Here's a hypothetical question I have. If someone where to prove themselves as an up-and-coming fighter, with the sole intention of trying to better themselves by testing their skills, would they hit a wall if they chose not to be under a contract?

In other words, if Joe MMA proved he had the skills to go toe-to-toe with a world champion, would he be held back for not wanting to be bound by a contract stating he had x # of matches to fight?


----------



## searcher (Apr 7, 2009)

I would think that you would never get a chance to face a person in the position of being a world champion if you were not under contract with that particular organization.    You would most likely never be able to get a sanctioned event with a world champion.

JMO.


----------



## Ronin74 (Apr 7, 2009)

searcher said:


> I would think that you would never get a chance to face a person in the position of being a world champion if you were not under contract with that particular organization. You would most likely never be able to get a sanctioned event with a world champion.
> 
> JMO.


Unfortunately, that's what I was thinking. I see MMA as a good competition format with which a martial artist can test his/her fighting ability. However, if the "best" are always reserved for fighters under contract, it does leave out those who aren't in it for the fame or fortune.


----------



## Tez3 (Apr 8, 2009)

I think this only applies to the Americans, the organisations we have here don't require you to be under contract. The UFC isn't necessarily 'the best', it's perhaps the biggest now there's no Pride but doesn't always mean it has the best fighters. 
There also are no world champions in MMA as no organisation has the sole say over championships.


----------



## Nolerama (Apr 8, 2009)

MMA is a game, and you're going to have to play by the rules. Work hard. Fight. Get known. Fight. Get signed. Fight. Possibly win a title. Then fight some more.

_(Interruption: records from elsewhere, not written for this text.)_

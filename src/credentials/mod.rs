//! Credential resolution: the Gemini API key and model name.
//!
//! Both values live in a [`SecretStore`]. When one is missing the user is
//! asked for it through a [`Prompter`] and the answer is persisted.

mod prompt;
mod resolver;
mod store;

pub use prompt::{InquirePrompter, Prompter};
pub use resolver::{Credentials, resolve};
pub use store::{FileSecretStore, MemorySecretStore, SecretStore};

/// Secret store key holding the Gemini API key.
pub const API_KEY: &str = "api_key";

/// Secret store key holding the selected Gemini model.
pub const API_MODEL: &str = "api_model";

/// Models offered when no model has been stored yet.
pub const MODELS: &[&str] = &["gemini-1.5-flash-8b", "gemini-2.0-flash"];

It sucks that it has to be that way. But how would you feel if there was an open challenge policy and you were the Title Holder and everyone and their mother wanted a piece of you.


----------



## Tez3 (Apr 8, 2009)

Nolerama said:


> MMA is a game, and you're going to have to play by the rules. Work hard. Fight. Get known. Fight. Get signed. Fight. Possibly win a title. Then fight some more.
> 
> It sucks that it has to be that way. But how would you feel if there was an open challenge policy and you were the Title Holder and everyone and *their mother wanted a piece of you*.


 
Mmm, lets think here, I guess it would depend on what the mother looked like! ROFL :ultracool do you have MILFS there?


----------



## Nolerama (Apr 8, 2009)

Tez3 said:


> Mmm, lets think here, I guess it would depend on what the mother looked like! ROFL :ultracool do you have MILFS there?



Oh man... I do work as a bouncer at a "cougar" bar on the weekends.

I don't turn my back to some of them... But then again, I don't make eye contact either... That's how they KNOW you're scared.


----------



## Ronin74 (Apr 9, 2009)

Cougars... 

Anywho, I think the "open door" policy would be great, given some stipulations. For instance, maintaining the weight limit requirements, and allowing some period of time between fights.


----------